Hazır acıkmayı öğrenmişken, durup düşünmeye olan ihtiyacımızı da görebilsek; ebedî hayatımızda dizlerimize derman olacak işlere açlığımızı da hissedebilsek...
Yalnız bu günün açlığıyla değil, madem ebede namzediz, ebedin açlığıyla sana gelebilsek..
...
Şimdi susuzluğu tatmışken, şu dünya çölüne düşmüş kalbimizin iman âb-ı hayatına susuzluğunu derinden hissedebilsek; ve o kurumuş dudaklarla Kur’ân’a koşup o nur çeşmesinden kana kana içebilsek...
Şu günün susuzluğuyla değil, günahların, haramların yakıcı çölünde kavrulmuş ruhumuzun susuzluğuyla sana gelebilsek...
...
Bir de hazır terk etmeyi öğrenmişken, haksızlığı, zulmü, gıybeti; ne varsa Rabbimizin hoşnut olmadığı, hepsini terk etmeyi azmedip o uğurda yaşasak...

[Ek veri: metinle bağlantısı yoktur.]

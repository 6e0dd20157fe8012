//! Eventos de entrada del pipeline y registros de salida.

mod output;
mod session;
mod types;

pub use output::{FlowStatusKind, OutputRecord};
pub use session::{SessionEvent, SessionInit, SessionPayload};
pub use types::{CryptoResponse, ExternalErrorKind, ExternalEventResponse, ExternalEventRetry, FlowEvent,
                FlowEventPayload, PersistenceResponse, ResponsePayload, StartFlow, Wakeup};
//! Frontera con la etapa de reanudación del fiber.
//!
//! La etapa real deserializa el fiber, ejecuta la lógica del flujo hasta la
//! siguiente suspensión y decide si el flujo termina (`mark_deleted`). Aquí
//! sólo se fija su interfaz.
use std::fmt;

use super::{FlowContinuation, FlowEventContext};
use crate::errors::FlowFatalError;
use crate::event::FlowEventPayload;

pub trait FlowFiberStage: Send + Sync + fmt::Debug {
    fn resume(&self,
              context: FlowEventContext<FlowEventPayload>,
              continuation: FlowContinuation)
              -> Result<FlowEventContext<FlowEventPayload>, FlowFatalError>;
}

/// Deja el contexto tal cual.
#[derive(Debug, Default, Clone, Copy)]
pub struct NoopFiberStage;

impl FlowFiberStage for NoopFiberStage {
    fn resume(&self,
              context: FlowEventContext<FlowEventPayload>,
              _continuation: FlowContinuation)
              -> Result<FlowEventContext<FlowEventPayload>, FlowFatalError> {
        Ok(context)
    }
}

Sadece iki lokmayı, iki yudumu terketmekle değil, kömürden elmas çıkaran tövbenin samimiyetiyle sana gelebilsek...
...
İşte o zaman sana gelmiş olacağız. Belki kendimize gelmiş olacağız....
Hoş geldin, rahmetinle, bereketinle, affınla hoş geldin... İyi ki geldin... Hoş geldin...
Biz de sana geldik... Güzel niyetlerimizle geldik... Tövbelerimizle geldik... İmana geldik, imanla geldik...
Senin kapından girip, Âlemlerin Rabbine secdeye geldik...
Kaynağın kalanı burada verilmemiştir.